→ **Task prompt**
In the entries below, find the lines that contain the word "nodes" and copy them.

→ **Input for this task**
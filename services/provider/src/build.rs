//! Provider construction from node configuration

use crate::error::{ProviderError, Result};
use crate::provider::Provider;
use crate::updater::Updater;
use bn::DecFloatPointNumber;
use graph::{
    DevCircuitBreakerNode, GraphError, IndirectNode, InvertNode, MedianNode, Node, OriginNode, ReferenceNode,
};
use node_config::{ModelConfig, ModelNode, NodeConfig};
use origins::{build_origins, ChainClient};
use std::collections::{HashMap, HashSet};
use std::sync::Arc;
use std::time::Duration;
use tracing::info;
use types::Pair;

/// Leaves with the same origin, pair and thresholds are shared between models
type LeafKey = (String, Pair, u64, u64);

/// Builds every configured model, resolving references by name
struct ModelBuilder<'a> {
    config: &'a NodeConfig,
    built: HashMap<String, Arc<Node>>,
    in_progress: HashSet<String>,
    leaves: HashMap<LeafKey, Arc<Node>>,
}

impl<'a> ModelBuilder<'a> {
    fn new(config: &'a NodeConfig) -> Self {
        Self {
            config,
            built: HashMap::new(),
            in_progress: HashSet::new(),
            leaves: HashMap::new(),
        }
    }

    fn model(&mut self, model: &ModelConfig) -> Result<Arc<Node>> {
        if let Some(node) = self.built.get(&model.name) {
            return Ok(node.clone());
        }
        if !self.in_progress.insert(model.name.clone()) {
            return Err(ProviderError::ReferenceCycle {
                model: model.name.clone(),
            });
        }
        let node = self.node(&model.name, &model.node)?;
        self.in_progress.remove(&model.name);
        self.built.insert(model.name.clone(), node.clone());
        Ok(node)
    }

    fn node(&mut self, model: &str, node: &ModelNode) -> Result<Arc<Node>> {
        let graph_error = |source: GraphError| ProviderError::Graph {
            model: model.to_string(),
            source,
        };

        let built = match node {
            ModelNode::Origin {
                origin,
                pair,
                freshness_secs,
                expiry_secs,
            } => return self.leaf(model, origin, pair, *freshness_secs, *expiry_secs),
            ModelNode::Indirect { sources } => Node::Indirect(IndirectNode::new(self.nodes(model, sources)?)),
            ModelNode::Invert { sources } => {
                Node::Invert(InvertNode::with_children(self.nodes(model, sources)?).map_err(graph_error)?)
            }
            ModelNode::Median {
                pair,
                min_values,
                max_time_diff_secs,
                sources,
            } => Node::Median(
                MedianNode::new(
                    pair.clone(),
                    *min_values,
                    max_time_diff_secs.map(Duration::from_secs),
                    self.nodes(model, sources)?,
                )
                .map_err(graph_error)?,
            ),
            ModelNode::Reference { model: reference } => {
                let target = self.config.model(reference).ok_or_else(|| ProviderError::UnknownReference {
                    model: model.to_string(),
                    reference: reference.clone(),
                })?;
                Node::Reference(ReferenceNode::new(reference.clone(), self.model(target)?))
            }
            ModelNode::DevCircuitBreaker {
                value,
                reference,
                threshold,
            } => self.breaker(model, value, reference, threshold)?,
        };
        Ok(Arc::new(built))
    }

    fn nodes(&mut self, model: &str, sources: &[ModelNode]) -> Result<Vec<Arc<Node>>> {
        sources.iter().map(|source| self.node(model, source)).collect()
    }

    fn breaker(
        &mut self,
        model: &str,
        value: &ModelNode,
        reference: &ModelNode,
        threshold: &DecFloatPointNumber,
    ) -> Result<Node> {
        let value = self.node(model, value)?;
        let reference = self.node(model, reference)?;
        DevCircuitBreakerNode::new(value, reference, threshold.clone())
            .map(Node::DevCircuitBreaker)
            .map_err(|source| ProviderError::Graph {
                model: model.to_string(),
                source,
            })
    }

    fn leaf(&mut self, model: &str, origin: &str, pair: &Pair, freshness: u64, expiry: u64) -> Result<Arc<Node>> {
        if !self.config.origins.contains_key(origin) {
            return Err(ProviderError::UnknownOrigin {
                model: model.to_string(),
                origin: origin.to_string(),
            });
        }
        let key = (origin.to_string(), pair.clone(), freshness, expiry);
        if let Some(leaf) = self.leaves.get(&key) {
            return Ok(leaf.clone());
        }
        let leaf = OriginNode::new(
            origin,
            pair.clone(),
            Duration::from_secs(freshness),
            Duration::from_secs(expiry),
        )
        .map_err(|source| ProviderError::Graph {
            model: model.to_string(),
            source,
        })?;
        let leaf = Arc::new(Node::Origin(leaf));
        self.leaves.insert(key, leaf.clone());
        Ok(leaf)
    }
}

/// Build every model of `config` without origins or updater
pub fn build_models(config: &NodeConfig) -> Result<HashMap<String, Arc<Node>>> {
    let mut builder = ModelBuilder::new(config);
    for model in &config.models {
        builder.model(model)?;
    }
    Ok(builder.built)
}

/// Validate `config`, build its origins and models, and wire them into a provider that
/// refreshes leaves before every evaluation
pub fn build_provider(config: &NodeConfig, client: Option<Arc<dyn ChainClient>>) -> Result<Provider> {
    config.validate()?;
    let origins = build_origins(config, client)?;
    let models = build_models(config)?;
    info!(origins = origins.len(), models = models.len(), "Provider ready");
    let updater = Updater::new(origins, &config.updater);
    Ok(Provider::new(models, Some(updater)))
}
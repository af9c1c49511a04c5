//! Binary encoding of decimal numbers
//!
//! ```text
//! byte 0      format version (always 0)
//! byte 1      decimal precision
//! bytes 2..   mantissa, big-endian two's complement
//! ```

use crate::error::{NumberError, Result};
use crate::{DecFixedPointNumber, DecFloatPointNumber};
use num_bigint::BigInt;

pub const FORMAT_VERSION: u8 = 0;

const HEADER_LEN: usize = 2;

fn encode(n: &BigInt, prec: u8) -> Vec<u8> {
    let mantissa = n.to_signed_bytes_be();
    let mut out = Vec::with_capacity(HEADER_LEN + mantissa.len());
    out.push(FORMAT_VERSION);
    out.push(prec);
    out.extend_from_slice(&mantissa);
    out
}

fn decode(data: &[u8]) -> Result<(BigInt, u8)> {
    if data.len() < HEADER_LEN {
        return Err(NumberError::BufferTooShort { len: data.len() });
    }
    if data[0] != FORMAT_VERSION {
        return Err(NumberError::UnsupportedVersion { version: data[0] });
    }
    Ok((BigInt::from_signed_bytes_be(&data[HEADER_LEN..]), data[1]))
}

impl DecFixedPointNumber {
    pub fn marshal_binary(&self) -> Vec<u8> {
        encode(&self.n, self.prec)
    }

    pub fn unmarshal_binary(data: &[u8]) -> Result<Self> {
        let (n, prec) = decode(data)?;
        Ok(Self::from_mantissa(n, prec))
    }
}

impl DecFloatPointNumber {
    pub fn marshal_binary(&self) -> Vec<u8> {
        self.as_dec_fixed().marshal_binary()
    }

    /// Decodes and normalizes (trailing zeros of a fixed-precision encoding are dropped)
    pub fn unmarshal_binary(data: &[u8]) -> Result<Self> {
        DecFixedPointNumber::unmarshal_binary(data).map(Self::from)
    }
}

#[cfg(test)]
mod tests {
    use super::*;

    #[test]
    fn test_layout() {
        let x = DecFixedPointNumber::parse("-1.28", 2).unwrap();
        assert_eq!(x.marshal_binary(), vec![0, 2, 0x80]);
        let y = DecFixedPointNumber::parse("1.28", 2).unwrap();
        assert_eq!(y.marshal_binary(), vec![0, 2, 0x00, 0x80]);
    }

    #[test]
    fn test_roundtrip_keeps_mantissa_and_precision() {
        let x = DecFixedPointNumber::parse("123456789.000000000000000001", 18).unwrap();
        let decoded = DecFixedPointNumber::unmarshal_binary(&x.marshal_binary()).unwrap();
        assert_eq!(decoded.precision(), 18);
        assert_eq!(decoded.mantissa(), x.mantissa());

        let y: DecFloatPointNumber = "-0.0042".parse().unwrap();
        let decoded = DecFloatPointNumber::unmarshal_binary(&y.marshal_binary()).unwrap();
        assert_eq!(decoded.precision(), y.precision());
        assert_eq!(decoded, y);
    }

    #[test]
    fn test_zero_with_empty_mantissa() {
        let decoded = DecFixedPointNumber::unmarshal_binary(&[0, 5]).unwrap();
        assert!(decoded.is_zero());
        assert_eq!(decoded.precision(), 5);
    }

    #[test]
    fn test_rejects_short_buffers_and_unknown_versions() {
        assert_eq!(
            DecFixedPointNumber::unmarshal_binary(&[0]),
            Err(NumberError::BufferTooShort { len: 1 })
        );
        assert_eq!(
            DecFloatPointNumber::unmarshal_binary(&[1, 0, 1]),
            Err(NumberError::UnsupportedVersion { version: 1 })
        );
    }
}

→ **The completed task**
            ModelNode::Indirect { sources } => Node::Indirect(IndirectNode::new(self.nodes(model, sources)?)),
                Node::Invert(InvertNode::with_children(self.nodes(model, sources)?).map_err(graph_error)?)
                    self.nodes(model, sources)?,
    fn nodes(&mut self, model: &str, sources: &[ModelNode]) -> Result<Vec<Arc<Node>>> {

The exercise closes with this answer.